As of Thursday, Tarrant County had reported 227 cases and four deaths. Dallas County, as of Wednesday, had reported 278 cases and 11 deaths. The federal Centers for Disease Control and Prevention said this week that the country is in the midst of one of the largest outbreaks on record.

Ground spraying was scheduled to continue in Bedford, Euless, Fort Worth, Haltom City, Hurst, Mansfield, North Richland Hills and Roanoke; other cities like Cleburne, Keller, Trophy Club, Weatherford and Westlake are offering other methods to fight the mosquitoes.

Arlington officials, however, expressed some hope that what had been done so far was beginning to have an impact.

With only three new human cases of West Nile virus reported far this week, the city postponed a decision until Tuesday on continuing with ground spraying. Thirteen human cases were reported the week before, which led to three consecutive days of spraying around Jake Langston Park, Arlington Municipal Airport and Doug Russell Park. Arlington has reported 51 cases total, officials said.

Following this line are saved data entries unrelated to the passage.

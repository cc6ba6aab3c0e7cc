//! Handler lookup for the worker pool.
//!
//! Workers stay generic: a task names its handler under the `handler` key of
//! its options, and the registry resolves that name to an async closure.

use crate::grid::types::Invocation;

use anyhow::Result;
use dashmap::DashMap;
use std::future::Future;
use std::pin::Pin;
use std::sync::Arc;

/// A registered handler, boxed so handlers with different futures share one map.
pub type TaskHandlerFn =
    Arc<dyn Fn(Invocation) -> Pin<Box<dyn Future<Output = Result<()>> + Send>> + Send + Sync>;

pub struct TaskHandlerRegistry {
    handlers: DashMap<String, TaskHandlerFn>,
}

impl TaskHandlerRegistry {
    pub fn new() -> Arc<Self> {
        Arc::new(Self::default())
    }

    /// Installs `handler` under `handler_name`, replacing any earlier one.
    pub fn register<F, Fut>(&self, handler_name: &str, handler: F)
    where
        F: Fn(Invocation) -> Fut + Send + Sync + 'static,
        Fut: Future<Output = Result<()>> + Send + 'static,
    {
        let handler_fn: TaskHandlerFn = Arc::new(move |invocation: Invocation| {
            Box::pin(handler(invocation)) as Pin<Box<dyn Future<Output = Result<()>> + Send>>
        });

        if self
            .handlers
            .insert(handler_name.to_string(), handler_fn)
            .is_some()
        {
            tracing::warn!("Replaced task handler: {}", handler_name);
        } else {
            tracing::info!("Registered task handler: {}", handler_name);
        }
    }

    /// Runs the handler the invocation's options name.
    ///
    /// Fails without running anything when the options name no handler or an
    /// unregistered one.
    pub async fn execute(&self, invocation: Invocation) -> Result<()> {
        let handler_name = invocation
            .options
            .handler()
            .ok_or_else(|| anyhow::anyhow!("Task {} names no handler", invocation.task_id))?
            .to_string();

        // The map guard must not be held across the await.
        let handler_fn = self
            .handlers
            .get(&handler_name)
            .map(|entry| entry.value().clone())
            .ok_or_else(|| {
                tracing::error!("Task {} names unknown handler {}", invocation.task_id, handler_name);
                anyhow::anyhow!("Unknown task handler: {}", handler_name)
            })?;

        tracing::debug!(
            "Task {} -> '{}' ({} payload bytes, {} dependencies)",
            invocation.task_id,
            handler_name,
            invocation.payload.len(),
            invocation.dependencies.len()
        );

        handler_fn(invocation).await
    }

    pub fn list_handlers(&self) -> Vec<String> {
        self.handlers
            .iter()
            .map(|entry| entry.key().clone())
            .collect()
    }

    pub fn has_handler(&self, handler_name: &str) -> bool {
        self.handlers.contains_key(handler_name)
    }

    pub fn handler_count(&self) -> usize {
        self.handlers.len()
    }
}

impl Default for TaskHandlerRegistry {
    fn default() -> Self {
        Self {
            handlers: DashMap::new(),
        }
    }
}
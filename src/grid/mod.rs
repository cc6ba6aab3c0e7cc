//! Task Grid Module
//!
//! Models the external scheduler and result store that worker handlers run on.
//!
//! ## Architecture Overview
//! The grid follows a **Pull-based** model with **Lease** management and
//! **dependency-gated dispatch**:
//! 1. **Registration**: Result placeholders are minted before any task that
//!    produces or consumes them exists. Payloads are uploaded as results with data.
//! 2. **Submission**: Tasks name a payload, the results they must write and the
//!    results they depend on. Each task in a batch is validated on its own.
//! 3. **Dispatch**: A task becomes visible to workers only once every data
//!    dependency is resolved. Its invocation carries the dependency bytes.
//! 4. **Leasing**: A worker claims a task by taking a lease. If the worker dies,
//!    the lease expires and the task is handed out again, up to `max_retries` times.
//!
//! ## Submodules
//! - **`client`**: The traits a worker sees (`ResultRegistry`, `TaskQueue`).
//! - **`memory`**: A single-process grid implementing both traits plus the scheduler side.
//! - **`types`**: Handles, descriptors, options and statuses.

pub mod client;
pub mod memory;
pub mod types;

#[cfg(test)]
mod tests;
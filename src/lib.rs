//! Fork-Join Subtasking Library
//!
//! Worker-side recursive decomposition for a distributed task grid: a task
//! too large to run in one step fans out into leaf tasks plus an aggregation
//! task that the grid only dispatches once every leaf result exists.
//!
//! ## Architecture Modules
//! - **`grid`**: The collaborator interfaces (result registry, task queue) and an
//!   in-memory grid with dependency-gated dispatch and leases.
//! - **`decomposition`**: The partitioner, the aggregator and the engine that
//!   decides, per invocation, between splitting and resolving.
//! - **`executor`**: The worker pool and the handler registry.
//! - **`config`**: Command-line configuration of a node.

pub mod config;
pub mod decomposition;
pub mod executor;
pub mod grid;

"This has been the best week so far," Fire Chief Don Crowson said Thursday of this week's new cases, the fewest since mid-July. "One week is not indicative of a downward trend, but it is a good sign."

Hitting the streets

In far north Fort Worth, beginning today, contractors will spray about 40 miles of streets in parts of the 76137 ZIP code. Weather permitting, ground spraying will occur from 10 p.m. to 4 a.m. Friday, Saturday and Sunday, officials said.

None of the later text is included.